Bir ayna karşısında giyimimizi denetleyebilir, görünümümüze biçim verebiliriz. Bunu büyük ölçüde de kendimiz yapabiliriz. Ama bir karakter aynası yoktur ki, bize gerçekleri göstersin ve düzeltmemizi sağlasın. İnsanın kendisiyle ilgili hatalarının temelinde, genellikle kendisini objektif olarak göremeyişi yatar. Gerçekten bir kişinin yukarıda sözünü ettiğim hatalı davranışlarını görmesi hiç de kolay değildir. Bir başka deyişle; bir insanın kendi kendisinin aynası olabilmesi için zihinsel ve ruhsal zenginliğe sahip, yüksek derecede birikimli, deneyimli bir insan olması gerekir. Bu da çok az insana nasip olan bir durumdur.

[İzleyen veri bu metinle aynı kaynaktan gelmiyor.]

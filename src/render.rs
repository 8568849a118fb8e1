use crate::config::RenderConfig;
use crate::layout::SankeyLayout;
use crate::theme::Theme;
use anyhow::Result;
use std::fmt::Write as _;
use std::path::Path;

const LABEL_GAP: f64 = 6.0;

/// Draws a computed layout. Link ribbons go first so nodes sit on top.
pub fn render_svg(layout: &SankeyLayout, theme: &Theme, config: &RenderConfig) -> String {
    let margins = config.margins;
    let width = (layout.width + margins.left + margins.right).max(1.0);
    let height = (layout.height + margins.top + margins.bottom).max(1.0);

    let mut svg = String::new();
    let _ = write!(
        svg,
        "<svg xmlns=\"http://www.w3.org/2000/svg\" width=\"{width:.2}\" height=\"{height:.2}\" viewBox=\"0 0 {width:.2} {height:.2}\">",
    );
    let _ = write!(
        svg,
        "<rect width=\"100%\" height=\"100%\" fill=\"{}\"/>",
        escape_xml(&theme.background)
    );

    let gradients: Vec<_> = layout
        .links
        .iter()
        .enumerate()
        .filter_map(|(idx, link)| link.gradient.as_ref().map(|colors| (idx, link, colors)))
        .collect();
    if !gradients.is_empty() {
        svg.push_str("<defs>");
        for (idx, link, (start, end)) in gradients {
            let source = layout.link_source(link);
            let target = layout.link_target(link);
            let _ = write!(
                svg,
                "<linearGradient id=\"{}\" gradientUnits=\"userSpaceOnUse\" x1=\"{:.2}\" x2=\"{:.2}\"><stop offset=\"0%\" stop-color=\"{}\"/><stop offset=\"100%\" stop-color=\"{}\"/></linearGradient>",
                gradient_id(idx),
                source.x + source.width,
                target.x,
                escape_xml(start),
                escape_xml(end)
            );
        }
        svg.push_str("</defs>");
    }

    let _ = write!(
        svg,
        "<g transform=\"translate({:.2},{:.2})\">",
        margins.left, margins.top
    );

    svg.push_str("<g class=\"links\">");
    for (idx, link) in layout.links.iter().enumerate() {
        let fill = if link.gradient.is_some() {
            format!("url(#{})", gradient_id(idx))
        } else {
            escape_xml(&link.color)
        };
        let source = layout.link_source(link);
        let target = layout.link_target(link);
        let _ = write!(
            svg,
            "<path d=\"{}\" fill=\"{}\" fill-opacity=\"{:.2}\" stroke=\"none\"><title>{} → {}: {}</title></path>",
            link.path,
            fill,
            config.link_opacity,
            escape_xml(&source.name),
            escape_xml(&target.name),
            format_value(link.value)
        );
    }
    svg.push_str("</g>");

    svg.push_str("<g class=\"nodes\">");
    for node in &layout.nodes {
        let _ = write!(
            svg,
            "<rect x=\"{:.2}\" y=\"{:.2}\" width=\"{:.2}\" height=\"{:.2}\" fill=\"{}\" stroke=\"{}\" stroke-width=\"{}\"><title>{}: {}</title></rect>",
            node.x,
            node.y,
            node.width,
            node.height,
            escape_xml(&node.color),
            escape_xml(&theme.node_stroke),
            theme.node_stroke_width,
            escape_xml(&node.name),
            format_value(node.value)
        );
    }
    svg.push_str("</g>");

    if config.show_labels {
        svg.push_str("<g class=\"labels\">");
        for node in &layout.nodes {
            let text = if config.show_values {
                format!("{} ({})", node.name, format_value(node.value))
            } else {
                node.name.clone()
            };
            let text_width = theme.estimate_text_width(&text);
            let right_x = node.x + node.width + LABEL_GAP;
            let fits_right = right_x + text_width <= layout.width + margins.right;
            let (x, anchor) = if fits_right {
                (right_x, "start")
            } else {
                (node.x - LABEL_GAP, "end")
            };
            let _ = write!(
                svg,
                "<text x=\"{x:.2}\" y=\"{:.2}\" dy=\"0.35em\" text-anchor=\"{anchor}\" font-family=\"{}\" font-size=\"{}\" fill=\"{}\">{}</text>",
                node.center_y(),
                escape_xml(&theme.font_family),
                theme.font_size,
                escape_xml(&theme.text_color),
                escape_xml(&text)
            );
        }
        svg.push_str("</g>");
    }

    svg.push_str("</g></svg>");
    svg
}

fn gradient_id(link_idx: usize) -> String {
    format!("sankey-grad-{link_idx}")
}

fn format_value(value: f64) -> String {
    if value.fract() == 0.0 && value.abs() < 1e15 {
        format!("{value:.0}")
    } else {
        let text = format!("{value:.2}");
        text.trim_end_matches('0').trim_end_matches('.').to_string()
    }
}

pub fn write_output_svg(svg: &str, output: Option<&Path>) -> Result<()> {
    match output {
        Some(path) => {
            std::fs::write(path, svg)?;
        }
        None => {
            print!("{}", svg);
        }
    }
    Ok(())
}

#[cfg(feature = "png")]
pub fn write_output_png(svg: &str, output: &Path, theme: &Theme) -> Result<()> {
    let mut opt = usvg::Options::default();
    opt.font_family = theme
        .font_family
        .split(',')
        .next()
        .map(|family| family.trim().trim_matches('"').to_string())
        .unwrap_or_else(|| "Inter".to_string());

    let tree = usvg::Tree::from_str(svg, &opt)?;
    let size = tree.size().to_int_size();
    let mut pixmap = resvg::tiny_skia::Pixmap::new(size.width(), size.height())
        .ok_or_else(|| anyhow::anyhow!("Failed to allocate pixmap"))?;

    let mut pixmap_mut = pixmap.as_mut();
    resvg::render(&tree, resvg::tiny_skia::Transform::default(), &mut pixmap_mut);
    pixmap.save_png(output)?;
    Ok(())
}

fn escape_xml(input: &str) -> String {
    input
        .replace('&', "&amp;")
        .replace('<', "&lt;")
        .replace('>', "&gt;")
        .replace('"', "&quot;")
        .replace('\'', "&apos;")
}
mod graph;
mod levels;
mod links;
mod placement;
pub(crate) mod types;
pub use types::*;

use crate::config::{LinkColorMode, SankeyConfig};
use crate::ir::Graph;

use graph::GraphIndex;
use levels::assign_levels;
use links::{allocate_bands, ribbon_path};
use placement::place_nodes;

/// Lays out a flow graph inside `dims`.
///
/// The result is rebuilt from scratch on every call and depends only on the
/// arguments. Links whose endpoints do not resolve are dropped; callers are
/// expected to run [`crate::validate::validate`] first and stop on errors.
pub fn compute_layout(graph: &Graph, dims: Dimensions, config: &SankeyConfig) -> SankeyLayout {
    let index = GraphIndex::build(graph);
    let levels = assign_levels(&index, config.cycle_fallback_columns);
    let placement = place_nodes(&index, &levels, dims, config);
    let bands = allocate_bands(&index, &placement);

    let node_colors: Vec<String> = graph
        .nodes
        .iter()
        .enumerate()
        .map(|(idx, node)| {
            node.color
                .clone()
                .unwrap_or_else(|| config.color_scheme.color(idx).to_string())
        })
        .collect();

    let nodes: Vec<ProcessedNode> = graph
        .nodes
        .iter()
        .enumerate()
        .map(|(idx, node)| ProcessedNode {
            id: node.id.clone(),
            name: node.name.clone(),
            index: idx,
            level: levels.level[idx],
            value: index.values[idx],
            x: placement.x[idx],
            y: placement.y[idx],
            width: config.node_width,
            height: placement.height[idx],
            color: node_colors[idx].clone(),
            category: node.category.clone(),
            // edge positions double as positions in `links`
            source_links: index.outgoing[idx].clone(),
            target_links: index.incoming[idx].clone(),
        })
        .collect();

    let links: Vec<ProcessedLink> = index
        .edges
        .iter()
        .zip(&bands)
        .map(|(edge, band)| {
            let sx = placement.x[edge.from_idx] + config.node_width;
            let tx = placement.x[edge.to_idx];
            let source_color = &node_colors[edge.from_idx];
            let target_color = &node_colors[edge.to_idx];
            let (color, gradient) = match config.link_color_mode {
                LinkColorMode::Source => (source_color.clone(), None),
                LinkColorMode::Target => (target_color.clone(), None),
                LinkColorMode::Gradient => (
                    source_color.clone(),
                    Some((source_color.clone(), target_color.clone())),
                ),
                LinkColorMode::Custom => (
                    graph.links[edge.index]
                        .color
                        .clone()
                        .unwrap_or_else(|| source_color.clone()),
                    None,
                ),
            };
            ProcessedLink {
                index: edge.index,
                source: edge.from_idx,
                target: edge.to_idx,
                value: edge.value,
                sy0: band.sy0,
                sy1: band.sy1,
                ty0: band.ty0,
                ty1: band.ty1,
                width: band.source_width(),
                path: ribbon_path(sx, tx, band, config.curvature),
                color,
                gradient,
            }
        })
        .collect();

    let column_width = dims.width / (levels.max_level + 1) as f64;
    let levels_out = placement
        .columns
        .iter()
        .enumerate()
        .map(|(level, column)| LevelLayout {
            level,
            x: level as f64 * column_width,
            spacing: column.spacing,
            nodes: column.order.clone(),
        })
        .collect();

    tracing::debug!(
        nodes = nodes.len(),
        links = links.len(),
        max_level = levels.max_level,
        "computed sankey layout"
    );

    SankeyLayout {
        width: dims.width,
        height: dims.height,
        node_width: config.node_width,
        max_level: levels.max_level,
        nodes,
        links,
        levels: levels_out,
        cyclic: levels.cyclic,
    }
}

İnsanın aynası pek çok durumda kendi çevresidir; orada var olan, türlü ilişkiler kurduğu diğer insanlardır. Kişi, diğer insanlarla kurduğu ilişkilerde ortaya çıkan durumların ve sonuçların daha kolay ayırdına varabilir. Diğer insanlarla olan etkileşiminin gidişine ve vardığı noktalara bakarak kendi tutum ve davranışları hakkında kararlara varabilir. Değiştirmek istedikleri olursa onlarla ilgili önlemler alabilir. Pek çok karakter özelliğimiz, daha bebeklikte başladığından (ve bizim fark edilmeyen bir parçamız haline dönüştüğünden) bunları fark etmek ve kavramak daha zor olabilir. Ama insanlarla olan ilişki ve iletişimlerimizi mercek altına alarak bazı kişisel gerçeklerimizi yakalayabiliriz. İnsanın kendisini incelemesinde ve değiştirmesinde önemli bir ön koşul var – o da her durumda kendisiyle barışık olması. Olumlu ve olumsuz gelişmeleri, cesaretle karşılayıp bunların gelecekteki yaşamı için deneyim örnekleri olduğunu anlaması. Kendinin farkında olmak (dolayısıyla değiştirebilmek) için önce kendine ve çevreye karşı olumlu olmayı becermek gerekir, derim.